Fig. 3: Neuropathology examination and DA measurement in the SNc-striatal pathway of VMP1^cKO mice.

A The IFC staining for the mDAergic neurons was performed by using the antibody against TH (red) in VMP1^cWT and VMP1^cKO mice. Scale bar, 100 μm. Scale bar of the high-magnification images, 15 μm. Quantitation of TH⁺ cells in the SNc (B) and VTA (C) from VMP1^cWT and VMP1^cKO mice, respectively (N = 3 mice per genotype).
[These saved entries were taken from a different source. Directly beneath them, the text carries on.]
//! End-to-end walk through a branching survey.
//!
//! Three questions wired with fixed and resolver targets:
//!
//!   wyfc (color)      Red  -> hmyopedyh     Blue -> resolver -> ayfgpl
//!   hmyopedyh (years) 0    -> ayfgpl        1    -> (leaf, Completed)
//!   ayfgpl (Rust?)    true -> hmyopedyh     false -> wyfc
//!
//! Covers forward routing, backward, persisting a dump, resuming it in a
//! second machine, jump, done, and the JSON-lines sink.

use std::fs;
use std::sync::{Arc, Mutex};

use questionnaire_fsm::{
    counter_name, Event, FiniteStateMachine, Journal, JsonLinesSink, MetricsRegistry, Question,
    QuestionOption, QuestionType, Questionnaire, State, Transition, ValueKind,
};

const Q1: &str = "wyfc";
const Q2: &str = "hmyopedyh";
const Q3: &str = "ayfgpl";

// ──────────────────────────────────────────────
// Fixtures
// ──────────────────────────────────────────────

struct Options {
    red: QuestionOption,
    blue: QuestionOption,
    n0: QuestionOption,
    n1: QuestionOption,
    yes: QuestionOption,
}

fn survey() -> (Questionnaire, Options) {
    let red = QuestionOption::new("Red").with_next_question_id(Q2);
    let blue = QuestionOption::new("Blue").with_next_question_fn(|_| Some(Q3.to_string()));
    let n0 = QuestionOption::new(0).with_next_question_id(Q3);
    let n1 = QuestionOption::new(1).with_state(State::Completed);
    let yes = QuestionOption::new(true).with_next_question_id(Q2);
    let no = QuestionOption::new(false).with_next_question_id(Q1);

    let q1 = Question::builder(Q1, "What's your favorite color?", QuestionType::Text, ValueKind::String)
        .options([red.clone(), blue.clone()])
        .build()
        .unwrap();
    let q2 = Question::builder(
        Q2,
        "How many years of programming experience do you have?",
        QuestionType::SingleSelect,
        ValueKind::Int,
    )
    .options([n0.clone(), n1.clone()])
    .build()
    .unwrap();
    let q3 = Question::builder(
        Q3,
        "Are you familiar with the Rust programming language?",
        QuestionType::SingleSelect,
        ValueKind::Bool,
    )
    .options([yes.clone(), no])
    .build()
    .unwrap();

    let questionnaire = Questionnaire::new("Simple Survey - 1", vec![q1, q2, q3]).unwrap();
    (
        questionnaire,
        Options {
            red,
            blue,
            n0,
            n1,
            yes,
        },
    )
}

fn recorder() -> (Arc<Mutex<Vec<u64>>>, impl FnMut(&Event, &Journal) + Send + 'static) {
    let seen = Arc::new(Mutex::new(Vec::new()));
    let sink_seen = Arc::clone(&seen);
    let sink = move |event: &Event, journal: &Journal| {
        assert_eq!(journal.len() as u64, event.sequence + 1);
        sink_seen.lock().unwrap().push(event.sequence);
    };
    (seen, sink)
}

// ──────────────────────────────────────────────
// Tests
// ──────────────────────────────────────────────

#[test]
fn walk_dump_resume_and_finish() {
    let (questionnaire, o) = survey();
    let registry = MetricsRegistry::new("test");
    let (seen, sink) = recorder();

    // questionnaires survive a JSON round trip with their hash intact
    let json = serde_json::to_string(&questionnaire).unwrap();
    let decoded: Questionnaire = serde_json::from_str(&json).unwrap();
    assert_eq!(decoded.hash, questionnaire.hash);
    decoded.verify().unwrap();

    let mut fsm =
        FiniteStateMachine::new("12345", questionnaire.clone(), sink, &registry).unwrap();
    fsm.start().unwrap();
    assert_eq!(fsm.current_question_id(), Some(Q1));

    // Blue resolves to the third question.
    fsm.forward(&o.blue).unwrap();
    assert_eq!(fsm.current_question_id(), Some(Q3));
    let (_, last) = fsm.answers().last().unwrap();
    assert_eq!(last.value().and_then(|v| v.as_str()), Some("Blue"));

    fsm.forward(&o.yes).unwrap();
    assert_eq!(fsm.current_question_id(), Some(Q2));
    let (_, last) = fsm.answers().last().unwrap();
    assert_eq!(last.value().and_then(|v| v.as_bool()), Some(true));

    // 0 years routes back to the third question.
    fsm.forward(&o.n0).unwrap();
    assert_eq!(fsm.current_question_id(), Some(Q3));
    assert_eq!(fsm.state(), State::Completed);

    // Backward restores the prior question; its answer is still there.
    fsm.backward().unwrap();
    assert_eq!(fsm.current_question_id(), Some(Q2));
    assert_eq!(fsm.state(), State::Running);
    assert_eq!(
        fsm.answers().get(Q2).unwrap().value().and_then(|v| v.as_int()),
        Some(0)
    );
    assert_eq!(fsm.answers().size(), 3);

    // 1 year is a leaf carrying Completed.
    fsm.forward(&o.n1).unwrap();
    assert_eq!(
        fsm.answers().get(Q2).unwrap().value().and_then(|v| v.as_int()),
        Some(1)
    );
    assert_eq!(fsm.state(), State::Completed);
    assert_eq!(fsm.current_question_id(), Some(Q2));

    // Persist, then resume in a second machine.
    let saved = fsm.dump().to_json().unwrap();
    assert_eq!(*seen.lock().unwrap(), vec![0, 1, 2, 3, 4, 5, 6]);

    let loaded = Event::from_json(&saved).unwrap();
    assert_eq!(loaded.state, State::Completed);
    assert_eq!(loaded.total_answers, 3);
    assert_eq!(loaded.total_questions, 3);

    let mut fsm2 = FiniteStateMachine::new(
        "12345",
        questionnaire,
        |_: &Event, _: &Journal| {},
        &registry,
    )
    .unwrap();
    fsm2.load_verified(loaded).unwrap();
    assert_eq!(fsm2.current_question_id(), Some(Q2));
    assert_eq!(fsm2.state(), State::Completed);

    fsm2.jump(Q1).unwrap();
    assert_eq!(fsm2.current_question_id(), Some(Q1));
    assert_eq!(fsm2.state(), State::Running);

    fsm2.forward(&o.red).unwrap();
    assert_eq!(fsm2.current_question_id(), Some(Q2));
    assert_eq!(
        fsm2.answers().get(Q1).unwrap().value().and_then(|v| v.as_str()),
        Some("Red")
    );

    let done = fsm2.done();
    assert_eq!(fsm2.state(), State::Done);
    assert_eq!(done.state, State::Done);
    assert_eq!(fsm2.journal().len(), 3);

    let journal: Vec<Event> = serde_json::from_str(&fsm2.journal().to_json().unwrap()).unwrap();
    assert_eq!(journal.len(), 3);
    assert_eq!(journal[2].state, State::Done);

    // both machines share the survey's counters
    let get = |t| registry.get(&counter_name("simplesurvey-1", t)).unwrap();
    assert_eq!(get(Transition::Initialized), 1);
    assert_eq!(get(Transition::Forward), 5);
    assert_eq!(get(Transition::Backward), 1);
    assert_eq!(get(Transition::Jump), 1);
    assert_eq!(get(Transition::Loaded), 1);
    assert_eq!(get(Transition::Done), 1);
    assert_eq!(get(Transition::Emitted), 10);
}

#[test]
fn json_lines_sink_writes_one_event_per_line() {
    let (questionnaire, o) = survey();
    let registry = MetricsRegistry::new("test");
    let file = tempfile::NamedTempFile::new().unwrap();
    let sink = JsonLinesSink::new(file.reopen().unwrap());

    let mut fsm = FiniteStateMachine::new("12345", questionnaire, sink, &registry).unwrap();
    fsm.start().unwrap();
    fsm.forward(&o.red).unwrap();
    fsm.forward(&o.n1).unwrap();
    fsm.done();

    let contents = fs::read_to_string(file.path()).unwrap();
    let events: Vec<Event> = contents
        .lines()
        .map(|line| Event::from_json(line).unwrap())
        .collect();

    assert_eq!(events.len(), 4);
    assert_eq!(
        events.iter().map(|e| e.sequence).collect::<Vec<_>>(),
        vec![0, 1, 2, 3]
    );
    assert_eq!(events[0].current_question_id.as_deref(), Some(Q1));
    assert_eq!(events[2].state, State::Completed);
    assert_eq!(events[3].state, State::Done);
    assert_eq!(events[3].answers.keys(), vec![Q1, Q2]);
}

#[test]
fn untyped_answers_follow_the_same_routes() {
    let (questionnaire, _) = survey();
    let registry = MetricsRegistry::new("test");
    let mut fsm =
        FiniteStateMachine::new("12345", questionnaire, |_: &Event, _: &Journal| {}, &registry)
            .unwrap();
    fsm.start().unwrap();

    fsm.forward_value(&serde_json::json!("Blue")).unwrap();
    assert_eq!(fsm.current_question_id(), Some(Q3));
    fsm.forward_value(&serde_json::json!(false)).unwrap();
    assert_eq!(fsm.current_question_id(), Some(Q1));
    assert_eq!(
        fsm.questionnaire().question(Q1).unwrap().previous_question_id.as_deref(),
        Some(Q3)
    );
}

#[test]
fn resumed_session_routes_through_resolvers() {
    let (questionnaire, o) = survey();
    let registry = MetricsRegistry::new("test");
    let mut fsm = FiniteStateMachine::new(
        "12345",
        questionnaire.clone(),
        |_: &Event, _: &Journal| {},
        &registry,
    )
    .unwrap();
    fsm.start().unwrap();
    fsm.forward(&o.red).unwrap();
    let saved = fsm.dump().to_json().unwrap();

    let mut resumed = FiniteStateMachine::new(
        "12345",
        questionnaire,
        |_: &Event, _: &Journal| {},
        &registry,
    )
    .unwrap();
    resumed.load_verified(Event::from_json(&saved).unwrap()).unwrap();
    resumed.jump(Q1).unwrap();

    // answer with untyped input so the option comes from the machine's own
    // questionnaire, not from a caller-held clone
    resumed.forward_value(&serde_json::json!("Blue")).unwrap();
    assert_eq!(resumed.current_question_id(), Some(Q3));
    assert_eq!(resumed.previous_question_id(), Some(Q1));
    assert_eq!(
        resumed.questionnaire().question(Q2).unwrap().previous_question_id.as_deref(),
        Some(Q1)
    );
}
D IFC staining for the axonal density of the mDAergic neurons was performed by using the antibody against TH (green) in VMP1^cWT and VMP1^cKO mice. The nuclei were labeled with DAPI (blue). Scale bar, 500 μm. Scale bar of the high-magnification images, 25 μm. E Quantitation of TH⁺ fiber density in the striatum from VMP1^cWT and VMP1^cKO mice (N = 3 mice per genotype). F Mean number of the enlarged axon terminals (area >0.5 μm²) per 0.05 mm² perspective (N = 3 mice per genotype). G The peak time of DA flux. DA concentration was assessed by HPLC in the midbrain (H) and striatum (I), respectively (N = 7 mice per genotype). Data were analyzed by using Student’s t-test and were represented as mean ± SEM. *p < 0.05, ***p < 0.001, ****p < 0.0001.